# Tyson Fetching in Water



## NinaThePitbull (Feb 10, 2010)

nothing impressive, just some fetch.


----------



## dixieland (Aug 14, 2009)

What do you mean nothing impressive?!It was impressive how well your dog listens!
I wish mine would listen that good.It's like they have selective hearing and only listen when they want.lol

He's a good looking Rotti.Rotti's were my dog of choice before I came upon the apbt.


----------



## NinaThePitbull (Feb 10, 2010)

dixieland said:


> What do you mean nothing impressive?!It was impressive how well your dog listens!
> I wish mine would listen that good.It's like they have selective hearing and only listen when they want.lol
> 
> He's a good looking Rotti.Rotti's were my dog of choice before I came upon the apbt.


My choice as well, i find the apbts much more stimulating, so varied and so much to learn. Thats why im beginning to love APBTs, you can never stop learning when engaged in them. The huge difference is exercise level. My Tyson gets plenty of ex, but the "required" amount of exercise info thats provided in canine literature , in my opinion, doesnt appy to APBTs or pits.
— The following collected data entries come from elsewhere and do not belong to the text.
//! Bearer token acquisition for the target FHIR server.
//!
//! - [`ClientCredentialsProvider`] performs an OAuth2 client-credentials
//!   exchange against the configured authority on every call.
//! - [`CachedTokenProvider`] wraps any provider and reuses a token until it is
//!   close to expiry. Concurrent callers share one in-flight fetch, so a pool
//!   of workers does not hammer the token endpoint.

use std::sync::atomic::{AtomicBool, Ordering};
use std::sync::Arc;
use std::time::Duration;

use async_trait::async_trait;
use chrono::{DateTime, Utc};
use reqwest::{Client, StatusCode};
use serde::Deserialize;
use tokio::sync::Mutex;
use tracing::{debug, info, warn};

/// Tokens closer than this to expiry are refreshed instead of reused.
const REFRESH_MARGIN: Duration = Duration::from_secs(60);

/// A bearer credential for one server.
#[derive(Clone, PartialEq, Eq)]
pub struct AuthToken {
    /// Opaque token value sent in the `Authorization` header
    pub value: String,

    /// When the authority says the token stops being valid, if it said
    pub expires_at: Option<DateTime<Utc>>,
}

impl AuthToken {
    pub fn new(value: impl Into<String>, expires_at: Option<DateTime<Utc>>) -> Self {
        Self {
            value: value.into(),
            expires_at,
        }
    }

    /// Whether the token can still be used for at least `margin`.
    pub fn is_valid_for(&self, margin: Duration, now: DateTime<Utc>) -> bool {
        match self.expires_at {
            Some(expires_at) => {
                let margin = chrono::Duration::from_std(margin).unwrap_or(chrono::Duration::zero());
                expires_at - margin > now
            }
            None => false,
        }
    }
}

impl std::fmt::Debug for AuthToken {
    fn fmt(&self, f: &mut std::fmt::Formatter<'_>) -> std::fmt::Result {
        f.debug_struct("AuthToken")
            .field("value", &"<redacted>")
            .field("expires_at", &self.expires_at)
            .finish()
    }
}

/// Errors from the token exchange.
#[derive(Debug)]
pub enum AuthError {
    /// Authority could not be reached
    Request(reqwest::Error),

    /// Authority answered with a non-success status
    Rejected { status: StatusCode, body: String },

    /// Authority answered 2xx but the body is not a usable token response
    InvalidResponse(String),
}

impl std::fmt::Display for AuthError {
    fn fmt(&self, f: &mut std::fmt::Formatter<'_>) -> std::fmt::Result {
        match self {
            AuthError::Request(e) => write!(f, "Token request failed: {}", e),
            AuthError::Rejected { status, body } => {
                write!(f, "Authority rejected client credentials ({}): {}", status, body)
            }
            AuthError::InvalidResponse(e) => write!(f, "Invalid token response: {}", e),
        }
    }
}

impl std::error::Error for AuthError {
    fn source(&self) -> Option<&(dyn std::error::Error + 'static)> {
        match self {
            AuthError::Request(e) => Some(e),
            _ => None,
        }
    }
}

impl From<reqwest::Error> for AuthError {
    fn from(err: reqwest::Error) -> Self {
        AuthError::Request(err)
    }
}

/// Source of bearer tokens scoped to a server resource.
#[async_trait]
pub trait TokenProvider: Send + Sync {
    /// Obtain a token for `resource` (the server base URL without trailing slash).
    async fn acquire(&self, resource: &str) -> Result<AuthToken, AuthError>;
}

#[derive(Deserialize)]
struct TokenResponse {
    access_token: String,

    #[serde(default)]
    expires_in: Option<serde_json::Value>,
}

impl TokenResponse {
    /// `expires_in` arrives as a number from most authorities and as a string from some.
    fn expires_in_secs(&self) -> Option<i64> {
        match self.expires_in.as_ref()? {
            serde_json::Value::Number(n) => n.as_i64(),
            serde_json::Value::String(s) => s.parse().ok(),
            _ => None,
        }
    }

    /// Absolute expiry relative to `now`.
    ///
    /// Lifetimes too large to represent leave the token without an expiry.
    fn expires_at(&self, now: DateTime<Utc>) -> Result<Option<DateTime<Utc>>, AuthError> {
        let Some(secs) = self.expires_in_secs() else {
            return Ok(None);
        };
        if secs < 0 {
            return Err(AuthError::InvalidResponse(format!("negative expires_in: {}", secs)));
        }

        let expires_at =
            chrono::Duration::try_seconds(secs).and_then(|d| now.checked_add_signed(d));
        if expires_at.is_none() {
            warn!(expires_in = secs, "Token lifetime out of range, not caching token");
        }
        Ok(expires_at)
    }
}

/// OAuth2 client-credentials exchange against an authority.
pub struct ClientCredentialsProvider {
    client: Client,
    token_url: String,
    client_id: String,
    client_secret: String,
}

impl ClientCredentialsProvider {
    /// Create a provider for `authority`.
    ///
    /// The token endpoint is `{authority}/oauth2/token`, unless the authority
    /// URL already points at a `/token` endpoint.
    pub fn new(
        client: Client,
        authority: &str,
        client_id: impl Into<String>,
        client_secret: impl Into<String>,
    ) -> Self {
        Self {
            client,
            token_url: token_endpoint(authority),
            client_id: client_id.into(),
            client_secret: client_secret.into(),
        }
    }

    pub fn token_url(&self) -> &str {
        &self.token_url
    }
}

#[async_trait]
impl TokenProvider for ClientCredentialsProvider {
    async fn acquire(&self, resource: &str) -> Result<AuthToken, AuthError> {
        debug!(token_url = %self.token_url, resource = resource, "Requesting access token");

        let response = self
            .client
            .post(&self.token_url)
            .form(&[
                ("grant_type", "client_credentials"),
                ("client_id", self.client_id.as_str()),
                ("client_secret", self.client_secret.as_str()),
                ("resource", resource),
            ])
            .send()
            .await?;

        let status = response.status();
        let body = response.text().await?;

        if !status.is_success() {
            return Err(AuthError::Rejected { status, body });
        }

        let token: TokenResponse =
            serde_json::from_str(&body).map_err(|e| AuthError::InvalidResponse(e.to_string()))?;

        if token.access_token.is_empty() {
            return Err(AuthError::InvalidResponse("empty access_token".to_string()));
        }

        let expires_at = token.expires_at(Utc::now())?;

        Ok(AuthToken::new(token.access_token, expires_at))
    }
}

/// A token together with the resource it was issued for.
struct CachedToken {
    resource: String,
    token: AuthToken,
}

/// Reuses tokens from an inner provider until they near expiry.
///
/// Only tokens with an expiry are cached. Once the inner provider hands out a
/// token without one, fetches stop going through the shared lock so
/// concurrent callers are not serialized behind each other.
pub struct CachedTokenProvider {
    inner: Arc<dyn TokenProvider>,
    cached: Mutex<Option<CachedToken>>,
    expiring_tokens: AtomicBool,
    refresh_margin: Duration,
}

impl CachedTokenProvider {
    pub fn new(inner: Arc<dyn TokenProvider>) -> Self {
        Self::with_refresh_margin(inner, REFRESH_MARGIN)
    }

    pub fn with_refresh_margin(inner: Arc<dyn TokenProvider>, refresh_margin: Duration) -> Self {
        Self {
            inner,
            cached: Mutex::new(None),
            expiring_tokens: AtomicBool::new(true),
            refresh_margin,
        }
    }

    /// Fetch outside the lock; switches back to caching if the token has an expiry.
    async fn fetch_uncached(&self, resource: &str) -> Result<AuthToken, AuthError> {
        let token = self.inner.acquire(resource).await?;
        if token.expires_at.is_some() {
            *self.cached.lock().await = Some(CachedToken {
                resource: resource.to_string(),
                token: token.clone(),
            });
            self.expiring_tokens.store(true, Ordering::Release);
        }
        Ok(token)
    }
}

#[async_trait]
impl TokenProvider for CachedTokenProvider {
    async fn acquire(&self, resource: &str) -> Result<AuthToken, AuthError> {
        if !self.expiring_tokens.load(Ordering::Acquire) {
            return self.fetch_uncached(resource).await;
        }

        // Held across the fetch: callers arriving mid-refresh wait for it instead of fetching too.
        let mut cached = self.cached.lock().await;

        if !self.expiring_tokens.load(Ordering::Acquire) {
            drop(cached);
            return self.fetch_uncached(resource).await;
        }

        if let Some(entry) = cached.as_ref() {
            if entry.resource == resource
                && entry.token.is_valid_for(self.refresh_margin, Utc::now())
            {
                return Ok(entry.token.clone());
            }
        }

        let token = self.inner.acquire(resource).await?;
        if token.expires_at.is_some() {
            info!(expires_at = ?token.expires_at, "Access token refreshed");
            *cached = Some(CachedToken {
                resource: resource.to_string(),
                token: token.clone(),
            });
        } else {
            debug!("Authority issues tokens without expiry, fetching per request");
            self.expiring_tokens.store(false, Ordering::Release);
            *cached = None;
        }
        Ok(token)
    }
}

fn token_endpoint(authority: &str) -> String {
    let authority = authority.trim_end_matches('/');
    if authority.ends_with("/token") {
        authority.to_string()
    } else {
        format!("{}/oauth2/token", authority)
    }
}
//! FHIR Loader Library
//!
//! This library provides the components of a bulk FHIR loader:
//!
//! - **bundle**: Flattens a folder of bundles into a newline-delimited buffer file
//! - **source**: Streams the buffer file into a bounded record queue
//! - **record**: Resource records that keep their exact JSON text
//! - **auth**: Bearer tokens via OAuth2 client credentials, with an expiry-aware cache
//! - **retry**: Escalating retry schedule with jitter
//! - **dispatcher**: Bounded worker pool performing authenticated upserts
//! - **metrics**: Sliding-window events-per-second collector
//! - **config** / **cli**: Command line and validated configuration
//!
//! # Example
//!
//! ```no_run
//! use std::path::Path;
//! use std::sync::Arc;
//!
//! use fhir_loader::dispatcher::Dispatcher;
//! use fhir_loader::metrics::RateCollector;
//! use fhir_loader::source::{read_buffer_file, record_channel, DEFAULT_CHANNEL_CAPACITY};
//! use tokio_util::sync::CancellationToken;
//!
//! #[tokio::main]
//! async fn main() {
//!     let metrics = Arc::new(RateCollector::default());
//!     let client = reqwest::Client::new();
//!     let dispatcher = Dispatcher::new(client, "http://localhost:8080/fhir")
//!         .with_metrics(metrics.clone());
//!
//!     let (tx, rx) = record_channel(DEFAULT_CHANNEL_CAPACITY);
//!     tokio::spawn(async move { read_buffer_file(Path::new("resources.json"), tx).await });
//!
//!     let summary = dispatcher.run(rx, CancellationToken::new()).await.ok();
//!     println!("{:?} at {:.1}/s", summary, metrics.events_per_second());
//! }
//! ```

// Module declarations
pub mod auth;
pub mod bundle;
pub mod cli;
pub mod config;
pub mod dispatcher;
pub mod metrics;
pub mod record;
pub mod retry;
pub mod source;

// Re-export commonly used types at crate root for convenience
pub use auth::{AuthError, AuthToken, CachedTokenProvider, ClientCredentialsProvider, TokenProvider};
pub use bundle::{create_buffer_file, BufferFileStats, BundleError};
pub use cli::Cli;
pub use config::{AuthConfig, Config, ConfigError};
pub use dispatcher::{
    DispatchError, Dispatcher, DispatcherConfig, FailureMode, RecordFailure, RecordOutcome,
    RunSummary, UploadError,
};
pub use metrics::RateCollector;
pub use record::{RecordError, ResourceRecord};
pub use retry::RetryPolicy;
pub use source::{read_buffer_file, record_channel, SourceError};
which dogs do you think require even more? that might be a good thread/question.


----------



## dixieland (Aug 14, 2009)

I used to have a white GS and OMG he would not ever stop!All day long all he wanted to do was run and work.He definitely had the most energy and needed the most exercise out of all the dogs I've owned.


----------



## aimee235 (Apr 29, 2007)

He listens really well. Makes me wish Twi would fetch things.


----------



## ThaLadyPit (Oct 12, 2008)

Lol! That's a great vid, Oscar! I love Tyson... my mom had a rotti/eng. mastiff mix when I was in the 8th grade... he was a great dog... size and nature of the mastiff, but looked just like Tyson, full docked tail and all! He was the best dog. My mom got him from the local shelter, and unfortunately, he had heartworms so bad, that we only had him for a month before he passed away! His name was Bull, and he was one of the best dogs we had in my childhood! Other than an APBT, that is one of the few select breeds I would choose to own! Along with the Eng. Mastiff, of course! I love their big heads, droopy eyes and all the drool! Lol! Thanks for sharing, and he's very well trained!


----------



## NinaThePitbull (Feb 10, 2010)

ThaLadyPit said:


> Lol! That's a great vid, Oscar! I love Tyson... my mom had a rotti/eng. mastiff mix when I was in the 8th grade... he was a great dog... size and nature of the mastiff, but looked just like Tyson, full docked tail and all! He was the best dog. My mom got him from the local shelter, and unfortunately, he had heartworms so bad, that we only had him for a month before he passed away! His name was Bull, and he was one of the best dogs we had in my childhood! Other than an APBT, that is one of the few select breeds I would choose to own! Along with the Eng. Mastiff, of course! I love their big heads, droopy eyes and all the drool! Lol! Thanks for sharing, and he's very well trained!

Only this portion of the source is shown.